In de Wet milieubeheer en het bijbehorende Besluit milieueffectrapportage (Besluit m.e.r.) is wettelijk geregeld voor welke projecten en besluiten een vorm van mer-verplichting geldt. Om verschillende redenen is in het kader van het bestemmingsplan Bloemendalerpolder sprake van verplichtingen op grond van het Besluit m.e.r.:

  • vanwege de omvang van de Bloemendalerpolder als stedelijk ontwikkelingsproject geldt een mer-beoordelingsplicht (realisatie van meer dan 2.000 woningen en/of meer dan 100 ha, activiteit D11.1 uit bijlage 1 van het Besluit m.e.r.);
  • tevens geldt een mer-beoordelingsplicht via de drempel voor een landinrichtingsproject (functiewijziging met een oppervlakte van 125 ha of meer van water, natuur, recreatie of landbouw, activiteit D9);
  • het bestemmingsplan Bloemendalerpolder biedt ook mogelijkheden voor de realisatie van een sluis. De mer-beoordelingsplicht (vanwege de aanpassingen aan de dijk langs de Vecht, activiteit D3.2 uit de bijlage van het Besluit m.e.r.) is gekoppeld aan het projectplan op grond van de Waterwet. Omdat het bestemmingsplan kaderstellend is voor dit vervolgbesluit, geldt vanwege de aanleg van de sluis een planmer-plicht voor het bestemmingsplan;
  • tot slot kunnen de activiteiten in de Bloemendalerpolder mogelijk significant negatieve effecten hebben op Natura 2000-gebieden vanwege stikstofdepositie (vanwege toename van verkeer over met name de A1) en recreatiedruk. Wanneer significante negatieve effecten binnen Natura 2000 niet op voorhand kunnen worden uitgesloten is een passende beoordeling op grond van de Natuurbeschermingswet noodzakelijk. Een passende beoordeling in het kader van een bestemmingsplan leidt automatisch tot een planmer-plicht.

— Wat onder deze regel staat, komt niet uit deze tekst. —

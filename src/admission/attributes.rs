// Copyright 2024 The Kubernetes Authors.
//
// Licensed under the Apache License, Version 2.0 (the "License");
// you may not use this file except in compliance with the License.
// You may obtain a copy of the License at
//
//     http://www.apache.org/licenses/LICENSE-2.0
//
// Unless required by applicable law or agreed to in writing, software
// distributed under the License is distributed on an "AS IS" BASIS,
// WITHOUT WARRANTIES OR CONDITIONS OF ANY KIND, either express or implied.
// See the License for the specific language governing permissions and
// limitations under the License.

//! Admission attributes that describe an admission request.

use super::interfaces::Operation;
use crate::api::core::{NamespacedCloudProfile, Project, Shoot};
use crate::api::seedmanagement::ManagedSeed;
use crate::api::{Object, ResourceKind};

/// GroupVersionResource identifies a resource.
#[derive(Debug, Clone, PartialEq, Eq, Hash)]
pub struct GroupVersionResource {
    pub group: String,
    pub version: String,
    pub resource: String,
}

impl GroupVersionResource {
    pub fn new(group: &str, version: &str, resource: &str) -> Self {
        Self {
            group: group.to_string(),
            version: version.to_string(),
            resource: resource.to_string(),
        }
    }

    /// The resource serving objects of the given kind.
    pub fn for_kind(kind: ResourceKind) -> Self {
        Self::new(kind.group(), kind.version(), kind.resource())
    }

    /// Returns just the group and resource portion.
    pub fn group_resource(&self) -> GroupResource {
        GroupResource {
            group: self.group.clone(),
            resource: self.resource.clone(),
        }
    }
}

/// GroupResource identifies a resource without version.
#[derive(Debug, Clone, PartialEq, Eq, Hash)]
pub struct GroupResource {
    pub group: String,
    pub resource: String,
}

impl GroupResource {
    pub fn new(group: &str, resource: &str) -> Self {
        Self {
            group: group.to_string(),
            resource: resource.to_string(),
        }
    }
}

/// UserInfo describes the authenticated user issuing the request.
#[derive(Debug, Clone, Default, PartialEq, Eq)]
pub struct UserInfo {
    pub name: String,
    pub groups: Vec<String>,
}

impl UserInfo {
    pub fn new(name: &str) -> Self {
        Self {
            name: name.to_string(),
            groups: Vec::new(),
        }
    }

    pub fn get_name(&self) -> &str {
        &self.name
    }
}

/// Attributes is an interface used by AdmissionController to get information about a request
/// that is used to make an admission decision.
pub trait Attributes {
    /// Returns the name of the object as presented in the request.
    fn get_name(&self) -> &str;

    /// Returns the namespace associated with the request (if any).
    fn get_namespace(&self) -> &str;

    /// Returns the resource being requested.
    fn get_resource(&self) -> &GroupVersionResource;

    /// Returns the name of the subresource being requested.
    fn get_subresource(&self) -> &str;

    /// Returns the operation being performed.
    fn get_operation(&self) -> Operation;

    /// Returns the kind of object being manipulated.
    fn get_kind(&self) -> ResourceKind;

    /// Returns the object from the incoming request.
    fn get_object(&self) -> Option<&Object>;

    /// Returns the object as a mutable reference.
    fn get_object_mut(&mut self) -> Option<&mut Object>;

    /// Returns the existing object (only populated for UPDATE and DELETE requests).
    fn get_old_object(&self) -> Option<&Object>;

    /// Returns the user issuing the request.
    fn get_user_info(&self) -> &UserInfo;

    /// Check if this request is a dry run.
    fn is_dry_run(&self) -> bool;
}

/// AttributesRecord is a concrete implementation of Attributes.
#[derive(Debug, Clone)]
pub struct AttributesRecord {
    pub name: String,
    pub namespace: String,
    pub kind: ResourceKind,
    pub resource: GroupVersionResource,
    pub subresource: String,
    pub operation: Operation,
    pub object: Option<Object>,
    pub old_object: Option<Object>,
    pub user_info: UserInfo,
    pub dry_run: bool,
}

impl AttributesRecord {
    pub fn new(
        kind: ResourceKind,
        namespace: &str,
        name: &str,
        operation: Operation,
        object: Option<Object>,
        old_object: Option<Object>,
        user_info: UserInfo,
    ) -> Self {
        Self {
            name: name.to_string(),
            namespace: namespace.to_string(),
            kind,
            resource: GroupVersionResource::for_kind(kind),
            subresource: String::new(),
            operation,
            object,
            old_object,
            user_info,
            dry_run: false,
        }
    }

    /// Attributes for a request carrying an object; kind, namespace and name
    /// are taken from the object.
    pub fn for_object(
        operation: Operation,
        object: impl Into<Object>,
        old_object: Option<Object>,
        user_info: UserInfo,
    ) -> Self {
        let object = object.into();
        let (kind, namespace, name) = (
            object.kind(),
            object.namespace().to_string(),
            object.name().to_string(),
        );
        Self::new(kind, &namespace, &name, operation, Some(object), old_object, user_info)
    }

    /// Attributes for a DELETE request; the apiserver passes the stored
    /// object as the old object.
    pub fn for_delete(
        kind: ResourceKind,
        namespace: &str,
        name: &str,
        stored: Option<Object>,
        user_info: UserInfo,
    ) -> Self {
        Self::new(kind, namespace, name, Operation::Delete, None, stored, user_info)
    }

    pub fn with_subresource(mut self, subresource: &str) -> Self {
        self.subresource = subresource.to_string();
        self
    }

    pub fn with_dry_run(mut self, dry_run: bool) -> Self {
        self.dry_run = dry_run;
        self
    }

    pub fn shoot(&self) -> Option<&Shoot> {
        self.object.as_ref().and_then(Object::as_shoot)
    }

    pub fn project(&self) -> Option<&Project> {
        self.object.as_ref().and_then(Object::as_project)
    }

    pub fn managed_seed(&self) -> Option<&ManagedSeed> {
        self.object.as_ref().and_then(Object::as_managed_seed)
    }

    pub fn namespaced_cloud_profile(&self) -> Option<&NamespacedCloudProfile> {
        self.object
            .as_ref()
            .and_then(Object::as_namespaced_cloud_profile)
    }
}

impl Attributes for AttributesRecord {
    fn get_name(&self) -> &str {
        &self.name
    }

    fn get_namespace(&self) -> &str {
        &self.namespace
    }

    fn get_resource(&self) -> &GroupVersionResource {
        &self.resource
    }

    fn get_subresource(&self) -> &str {
        &self.subresource
    }

    fn get_operation(&self) -> Operation {
        self.operation
    }

    fn get_kind(&self) -> ResourceKind {
        self.kind
    }

    fn get_object(&self) -> Option<&Object> {
        self.object.as_ref()
    }

    fn get_object_mut(&mut self) -> Option<&mut Object> {
        self.object.as_mut()
    }

    fn get_old_object(&self) -> Option<&Object> {
        self.old_object.as_ref()
    }

    fn get_user_info(&self) -> &UserInfo {
        &self.user_info
    }

    fn is_dry_run(&self) -> bool {
        self.dry_run
    }
}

Een mer-beoordelingsplicht houdt in dat de gemeenteraad op basis van een onderzoek beslist of er een volledige projectmer-procedure doorlopen moet worden. Wanneer belangrijke negatieve milieueffecten niet zijn uit te sluiten, is een projectMER noodzakelijk. De procedures voor planmer en projectmer zijn ongeveer gelijk aan elkaar. Ook is het inhoudelijk goed mogelijk om planmer en projectmer te integreren (qua reikwijdte en detailniveau). Vanwege de schaal van de beoogde ontwikkelingen en de mogelijke gevolgen voor Natura 2000 stellen de gemeenten Weesp en Muiden daarom een gecombineerd plan- en projectMER op. Het doorlopen van een mer-beoordelingsprocedure is daarmee niet meer noodzakelijk: er wordt reeds gekozen voor een volwaardige mer-procedure.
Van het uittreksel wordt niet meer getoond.